Ele aponta para uma espécie de impacto mental que causa uma certa indiferença desapego e até mesmo uma não absorção na memória das coisas que vivemos.
É como se para conseguirmos manter um estado de equilíbrio mental fossemos inevitavelmente levados a nos comportar desta maneira. O exemplo que ele traz neste capítulo me fez lembrar de muitos líderes que já tive no mundo corporativo, ou seja, pessoas que eram capazes de repassar um discurso burocrático sem nenhum tipo de remorso e o apego (o famoso jogar o jogo). Felizmente após uma longa jornada de sofrimento fui capaz de perceber que não nasci para isso essa imposição de descolamento da realidade para atender as necessidades do mercado ou da empresa são limitações que não estou disposto a ceder.
“Ser realista já significou fazer as pazes com uma realidade experimentada como sólida e imóvel. No realismo capitalista, entretanto, implica que nos subordinemos a uma realidade infinitamente plástica, capaz de se reconfigurar a todo instante. Somos confrontados com o que Jameson chama, em seu ensaio, um “presente puramente fungível, no qual o espaço e as psiques possam igualmente ser processados e refeitos a vontade”.
Além disso mais para o final do capítulo Fisher fala um pouco sobre a incoerência da junção entre neoliberalismo e neoconservadorismo.
Se por um lado o primeiro possui uma sede de controle e de quantificação da performance dos indivíduos, o segundo apela para a moral e para um conflito com todos aqueles que não possuam a mesma fé cristã.
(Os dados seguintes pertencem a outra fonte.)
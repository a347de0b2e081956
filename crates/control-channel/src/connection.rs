use std::sync::Arc;
use std::sync::atomic::{AtomicBool, Ordering};

use synergy_protocol::ControlMessage;
use tokio::io::{AsyncRead, AsyncWrite};
use tokio::sync::mpsc;
use tokio::task::JoinHandle;
use tokio_util::sync::CancellationToken;
use tracing::{debug, info};

use crate::CONTROL_QUEUE_CAPACITY;
use crate::error::ControlError;
use crate::pumps::listener::listener_pump;
use crate::pumps::sender::sender_pump;

/// Pending message counts on each side of a connection.
#[derive(Debug, Clone, Copy, PartialEq, Eq, Default)]
pub struct QueueSizes {
    pub inbound: usize,
    pub outbound: usize,
}

/// A live control connection over any byte stream.
///
/// Dropping the connection stops both pumps.
pub struct ControlConnection {
    outbound_tx: mpsc::Sender<ControlMessage>,
    inbound_rx: mpsc::Receiver<ControlMessage>,
    connected: Arc<AtomicBool>,
    cancel: CancellationToken,
    listener: Option<JoinHandle<()>>,
    sender: Option<JoinHandle<()>>,
}

impl ControlConnection {
    /// Splits `stream` and starts the listener and sender pumps.
    ///
    /// `cancel` is the parent token; closing the connection only cancels a
    /// child of it.
    pub fn spawn<S>(stream: S, cancel: &CancellationToken) -> Self
    where
        S: AsyncRead + AsyncWrite + Send + 'static,
    {
        let (reader, writer) = tokio::io::split(stream);
        let (inbound_tx, inbound_rx) = mpsc::channel(CONTROL_QUEUE_CAPACITY);
        let (outbound_tx, outbound_rx) = mpsc::channel(CONTROL_QUEUE_CAPACITY);
        let connected = Arc::new(AtomicBool::new(true));
        let cancel = cancel.child_token();

        let listener = tokio::spawn(listener_pump(
            reader,
            inbound_tx,
            connected.clone(),
            cancel.clone(),
        ));
        let sender = tokio::spawn(sender_pump(
            writer,
            outbound_rx,
            connected.clone(),
            cancel.clone(),
        ));

        info!("control connection started");

        Self {
            outbound_tx,
            inbound_rx,
            connected,
            cancel,
            listener: Some(listener),
            sender: Some(sender),
        }
    }

    /// Queues a message for the sender pump.
    pub async fn send(&self, msg: ControlMessage) -> Result<(), ControlError> {
        if !self.is_connected() {
            return Err(ControlError::Disconnected);
        }
        self.outbound_tx
            .send(msg)
            .await
            .map_err(|_| ControlError::Disconnected)
    }

    /// Waits for the next inbound message.
    ///
    /// Returns `None` once the peer has gone away and the queue is empty.
    pub async fn recv(&mut self) -> Option<ControlMessage> {
        self.inbound_rx.recv().await
    }

    /// Takes every message already queued without waiting.
    pub fn drain(&mut self) -> Vec<ControlMessage> {
        let mut out = Vec::new();
        while let Ok(msg) = self.inbound_rx.try_recv() {
            out.push(msg);
        }
        out
    }

    pub fn is_connected(&self) -> bool {
        self.connected.load(Ordering::Acquire)
    }

    pub fn queue_sizes(&self) -> QueueSizes {
        QueueSizes {
            inbound: self.inbound_rx.len(),
            outbound: self.outbound_tx.max_capacity() - self.outbound_tx.capacity(),
        }
    }

    /// Signals both pumps to stop. Queued outbound messages may be lost.
    pub fn close(&self) {
        debug!("closing control connection");
        self.connected.store(false, Ordering::Release);
        self.cancel.cancel();
    }

    /// Closes the connection and waits for both pumps to exit.
    pub async fn close_and_wait(mut self) {
        self.close();
        if let Some(handle) = self.listener.take() {
            let _ = handle.await;
        }
        if let Some(handle) = self.sender.take() {
            let _ = handle.await;
        }
        info!("control connection closed");
    }
}

impl Drop for ControlConnection {
    fn drop(&mut self) {
        self.cancel.cancel();
    }
}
A contradição apontada por ficha é que o neoliberalismo se diz completamente contra a burocracia de estado e consequentemente hierárquica, já a igreja católica é o oposto disso — e ambos de maneira cínica se dizem a favor de um estado mínimo (no discurso).
Capítulo 8
Não há muito o que comentar porque esta parte resume de maneira magistral o que o autor trouxe neste capítulo final como um todo:
“O mais próximo que a maioria de nós chega de ter uma experiência direta com o caráter descentralizado do capitalismo é durante o atendimento em um call center. Como consumidores no capitalismo tardio, habitamos cada vez mais duas realidades distintas: aquela em que os serviços funcionam normalmente, sem encrencas, e outra realidade inteiramente diferente, a do labirinto kafkaniano enlouquecedor do telemarketing, um mundo sem memória, onde causa e efeito se conectam de maneiras misteriosas, insondáveis, no qual é um milagre que qualquer coisa aconteça e tende-se a perder as esperanças de retornar para o outro lado, onde as coisas parecem funcionar tranquilamente.
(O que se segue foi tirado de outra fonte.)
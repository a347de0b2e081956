use std::path::PathBuf;
use std::time::Duration;

use synergy_data_channel::ReceiverConfig;
use synergy_protocol::constants::{DEFAULT_MAX_CHUNK_SIZE, PROGRESS_UPDATE_INTERVAL};

/// `<tmp>/synergy_files/received`.
pub fn default_receive_dir() -> PathBuf {
    std::env::temp_dir().join("synergy_files").join("received")
}

/// Server configuration.
#[derive(Debug, Clone)]
pub struct ServerConfig {
    /// Directory incoming files are written into. Created on start.
    pub receive_dir: PathBuf,
    /// Largest chunk a sender may announce.
    pub max_chunk_size: usize,
    pub progress_interval: Duration,
    /// Per-read idle limit for a connected sender (`None` waits forever).
    pub idle_timeout: Option<Duration>,
}

impl Default for ServerConfig {
    fn default() -> Self {
        Self {
            receive_dir: default_receive_dir(),
            max_chunk_size: DEFAULT_MAX_CHUNK_SIZE,
            progress_interval: PROGRESS_UPDATE_INTERVAL,
            idle_timeout: None,
        }
    }
}

impl ServerConfig {
    pub(crate) fn receiver_config(&self) -> ReceiverConfig {
        ReceiverConfig {
            receive_dir: self.receive_dir.clone(),
            max_chunk_size: self.max_chunk_size,
            progress_interval: self.progress_interval,
            idle_timeout: self.idle_timeout,
        }
    }
}

#[cfg(test)]
mod tests {
    use super::*;

    #[test]
    fn default_dir_is_under_tmp() {
        let dir = default_receive_dir();
        assert!(dir.starts_with(std::env::temp_dir()));
        assert!(dir.ends_with("synergy_files/received"));
    }

    #[test]
    fn receiver_config_carries_limits() {
        let config = ServerConfig {
            max_chunk_size: 4096,
            idle_timeout: Some(Duration::from_secs(5)),
            ..ServerConfig::default()
        };
        let rc = config.receiver_config();
        assert_eq!(rc.max_chunk_size, 4096);
        assert_eq!(rc.idle_timeout, Some(Duration::from_secs(5)));
        assert_eq!(rc.receive_dir, config.receive_dir);
    }
}
use std::fmt;

/// Lifecycle of one transfer, on either side.
#[derive(Debug, Clone, Copy, PartialEq, Eq)]
pub enum TransferState {
    Idle,
    /// Sender: handshake written, waiting for the ready reply.
    HandshakeSent,
    /// Receiver: waiting for the peer's handshake.
    AwaitingHandshake,
    Transferring,
    /// All bytes moved; whole-file digest being checked or reported.
    Verifying,
    Complete,
    Failed,
}

impl TransferState {
    pub fn is_terminal(self) -> bool {
        matches!(self, Self::Complete | Self::Failed)
    }

    /// Returns `true` if `self -> next` is a legal step.
    ///
    /// Any non-terminal state may fail.
    pub fn can_transition_to(self, next: TransferState) -> bool {
        use TransferState::*;
        match (self, next) {
            (Idle, HandshakeSent | AwaitingHandshake) => true,
            (HandshakeSent | AwaitingHandshake, Transferring) => true,
            (Transferring, Verifying) => true,
            (Verifying, Complete) => true,
            (from, Failed) => !from.is_terminal(),
            _ => false,
        }
    }

    pub fn as_str(self) -> &'static str {
        match self {
            Self::Idle => "idle",
            Self::HandshakeSent => "handshake_sent",
            Self::AwaitingHandshake => "awaiting_handshake",
            Self::Transferring => "transferring",
            Self::Verifying => "verifying",
            Self::Complete => "complete",
            Self::Failed => "failed",
        }
    }
}

impl fmt::Display for TransferState {
    fn fmt(&self, f: &mut fmt::Formatter<'_>) -> fmt::Result {
        f.write_str(self.as_str())
    }
}

/// Moves `state` to `next`, logging the step.
pub(crate) fn transition(state: &mut TransferState, next: TransferState, transfer_id: &str) {
    debug_assert!(
        state.can_transition_to(next),
        "illegal transfer state change {state} -> {next}"
    );
    tracing::debug!(transfer_id, from = %state, to = %next, "transfer state");
    *state = next;
}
O que melhor exemplifica o fracasso do mundo neoliberal e suas relações públicas do que o call center? Mesmo assim, a universalidade das más experiências com o telemarketing não faz nada para desestabilizar a suposição corrente de que o capitalismo é realmente eficiente, como se os problemas com call centers não fossem as consequências sistêmicas de uma lógica do capital, na qual as organizações estão tão fixadas em obter lucros que sequer conseguem prestar o serviço.
A experiência do telemarketing destila a fenomenologia política do capitalismo tardio: o tédio e a frustração pontuados pelas relações públicas alegremente enlatadas; a repetição de detalhes aborrecedores para diferentes operadores (mal treinados e mal informados); a raiva acumulada que deve permanecer impotente porque não pode ter nenhum objeto legítimo, pois — como fica claro muito rápido para quem faz a ligação — não há ninguém que saiba o que fazer e ninguém que fará coisa alguma (mesmo que pudesse fazer).
A raiva não pode ser mais que uma válvula de escape, é agressão no vazio, dirigida a alguém que é igualmente uma vítima, mas com quem é difícil estabelecer empatia. Assim como a raiva não possui nenhum objeto próprio, não terá efeito nenhum. Esta experiência de um sistema que não responde, que é impessoal, sem centro, abstrato e fragmentário, é a experiência mais próxima de um encontro com a estupidez artificial do capital em si mesmo.”